Whole30 worked for me. I didn’t lose weight, but I have NO cravings. Like, none. They were sampling chocolate at Whole Foods a few days ago and I walked right by. I didn’t think about it at the time, but after I realized how huge it was.

Try Whole30 again.
Anonymous
Willpower is hard - you have to exercise it every time you make a decision, so there are lots of opportunities for your willpower to fail. Try to instead make rules, not choices. One might be "I don't eat after dinner." You just don't. You don't have to decide whether to have a cookie or an apple (you are going to eat the cookie if you even consider a cookie an option.) Its a rule, like putting on your seat belt. You don't chose whether you want to wear a seatbelt each and every time.
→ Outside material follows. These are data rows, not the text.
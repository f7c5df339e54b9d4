//! Camera 组件
//!
//! 左手坐标系的第一人称相机：视图矩阵由 right/up/look 基向量手动构建，
//! 投影把深度映射到 [0, 1]。键盘 WASD 移动，按住鼠标右键拖动转向。

use std::cell::RefCell;
use std::rc::Rc;

use nalgebra::Unit;
use winit::event::MouseButton;
use winit::keyboard::KeyCode;

use crate::core::input::InputState;
use crate::core::scene::CameraConfig;
use crate::core::timer::FrameTimer;
use crate::math::utils::deg_to_rad;
use crate::math::{matrix, Matrix4, Vector3};
use crate::renderer::collaborators::CameraController;

/// 相机
pub struct Camera {
    input: Rc<RefCell<InputState>>,

    position: Vector3,

    /// 相机坐标系：右向量
    right: Vector3,
    /// 相机坐标系：上向量
    up: Vector3,
    /// 相机坐标系：前向量（Look）
    look: Vector3,

    near_z: f32,
    far_z: f32,
    aspect: f32,
    /// 垂直视场角（弧度）
    fov_y: f32,

    /// 移动速度（单位/秒）
    move_speed: f32,
    /// 鼠标灵敏度（度/像素）
    mouse_sensitivity: f32,

    view_matrix: Matrix4,
    proj_matrix: Matrix4,
}

impl Camera {
    pub fn new(input: Rc<RefCell<InputState>>, config: &CameraConfig) -> Self {
        let mut camera = Self {
            input,
            position: Vector3::from(config.position),
            right: Vector3::new(1.0, 0.0, 0.0),
            up: Vector3::new(0.0, 1.0, 0.0),
            look: Vector3::new(0.0, 0.0, 1.0),
            near_z: config.near_clip,
            far_z: config.far_clip,
            aspect: 1.0,
            fov_y: deg_to_rad(config.fov),
            move_speed: config.move_speed,
            mouse_sensitivity: config.mouse_sensitivity,
            view_matrix: Matrix4::identity(),
            proj_matrix: Matrix4::identity(),
        };
        camera.set_lens(camera.fov_y, camera.aspect, camera.near_z, camera.far_z);
        camera.update_view_matrix();
        camera
    }

    pub fn position(&self) -> Vector3 {
        self.position
    }

    pub fn look(&self) -> Vector3 {
        self.look
    }

    pub fn aspect(&self) -> f32 {
        self.aspect
    }

    /// 垂直 FOV（弧度）
    pub fn fov_y(&self) -> f32 {
        self.fov_y
    }

    /// 设置透视投影参数
    pub fn set_lens(&mut self, fov_y: f32, aspect: f32, near_z: f32, far_z: f32) {
        self.fov_y = fov_y;
        self.aspect = aspect;
        self.near_z = near_z;
        self.far_z = far_z;
        self.proj_matrix = matrix::perspective_lh(fov_y, aspect, near_z, far_z);
    }

    /// 设置相机朝向目标点
    pub fn look_at(&mut self, position: Vector3, target: Vector3, world_up: Vector3) {
        let look = (target - position).normalize();
        let right = world_up.cross(&look).normalize();
        let up = look.cross(&right);

        self.position = position;
        self.look = look;
        self.right = right;
        self.up = up;
        self.update_view_matrix();
    }

    /// 左右平移（正值向右）
    pub fn strafe(&mut self, distance: f32) {
        self.position += self.right * distance;
    }

    /// 前后移动（正值向前）
    pub fn walk(&mut self, distance: f32) {
        self.position += self.look * distance;
    }

    /// 俯仰：绕 Right 轴旋转 Up 和 Look
    pub fn pitch(&mut self, angle: f32) {
        let axis = Unit::new_normalize(self.right);
        let rotation = Matrix4::from_axis_angle(&axis, angle);

        self.up = rotation.transform_vector(&self.up).normalize();
        self.look = rotation.transform_vector(&self.look).normalize();
    }

    /// 偏航：绕世界 Y 轴旋转所有基向量
    pub fn rotate_y(&mut self, angle: f32) {
        let rotation = Matrix4::from_axis_angle(&Vector3::y_axis(), angle);

        self.right = rotation.transform_vector(&self.right).normalize();
        self.up = rotation.transform_vector(&self.up).normalize();
        self.look = rotation.transform_vector(&self.look).normalize();
    }

    /// 重新正交化基向量并重建视图矩阵
    pub fn update_view_matrix(&mut self) {
        let look = self.look.normalize();
        let up = look.cross(&self.right).normalize();
        let right = up.cross(&look);

        let x = -self.position.dot(&right);
        let y = -self.position.dot(&up);
        let z = -self.position.dot(&look);

        self.right = right;
        self.up = up;
        self.look = look;

        #[rustfmt::skip]
        let view = Matrix4::new(
            right.x, right.y, right.z, x,
            up.x,    up.y,    up.z,    y,
            look.x,  look.y,  look.z,  z,
            0.0,     0.0,     0.0,     1.0,
        );
        self.view_matrix = view;
    }
}

impl CameraController for Camera {
    fn initialize(&mut self, aspect: f32, fov_deg: f32, position: Vector3) {
        self.set_lens(deg_to_rad(fov_deg), aspect, self.near_z, self.far_z);
        // 从初始位置看向原点
        let target = if position.norm() > f32::EPSILON {
            Vector3::zeros()
        } else {
            position + Vector3::z()
        };
        self.look_at(position, target, Vector3::y());
    }

    fn update(&mut self, timer: &dyn FrameTimer) {
        let dt = timer.elapsed();
        let distance = self.move_speed * dt;

        let (forward, right, delta) = {
            let mut input = self.input.borrow_mut();
            let axis = |positive: KeyCode, negative: KeyCode| -> f32 {
                (input.is_key_pressed(positive) as i32 - input.is_key_pressed(negative) as i32) as f32
            };
            let forward = axis(KeyCode::KeyW, KeyCode::KeyS);
            let right = axis(KeyCode::KeyD, KeyCode::KeyA);
            let delta = if input.is_mouse_button_pressed(MouseButton::Right) {
                input.take_mouse_delta()
            } else {
                input.take_mouse_delta();
                (0.0, 0.0)
            };
            (forward, right, delta)
        };

        self.walk(forward * distance);
        self.strafe(right * distance);

        let (dx, dy) = delta;
        if dx != 0.0 || dy != 0.0 {
            self.pitch(deg_to_rad(dy * self.mouse_sensitivity));
            self.rotate_y(deg_to_rad(dx * self.mouse_sensitivity));
        }

        self.update_view_matrix();
    }

    fn view_matrix(&self) -> Matrix4 {
        self.view_matrix
    }

    fn projection_matrix(&self) -> Matrix4 {
        self.proj_matrix
    }
}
You just do it.

I forget which book I read talked about making rules rather than trying to rely on willpower, and it seems silly but it works for me.
Anonymous
Anonymous wrote:Willpower is hard - you have to exercise it every time you make a decision, so there are lots of opportunities for your willpower to fail. Try to instead make rules, not choices. One might be "I don't eat after dinner." You just don't. You don't have to decide whether to have a cookie or an apple (you are going to eat the cookie if you even consider a cookie an option.) Its a rule, like putting on your seat belt. You don't chose whether you want to wear a seatbelt each and every time. You just do it.

I forget which book I read talked about making rules rather than trying to rely on willpower, and it seems silly but it works for me.


I agree with this. My personality is such that I do better with hard rules. No eating between meals. If I do it one day, I will keep doing it for five days and blow up all my hard work. I find tracking, weighing myself every day, and setting some rules like no eating between meals is what helps me the most.
Anonymous
Personally flexible dieting works for me - having a 1200 calorie limit/day, with two-three free meals/week. I set a minimum protein requirement that I attempt to meet daily so as not to lose muscle, but otherwise can eat whatever I want with the rest of those calories. Knowing I can eat a couple free meals on the weekends keeps me motivated.
Anonymous
Do you know how to cook?
Anonymous
So I chew gum wen I want a snack. It definitely helps with the cravings. Not the healthiest but it’s better than eating a whole candy bar or ice cream or something.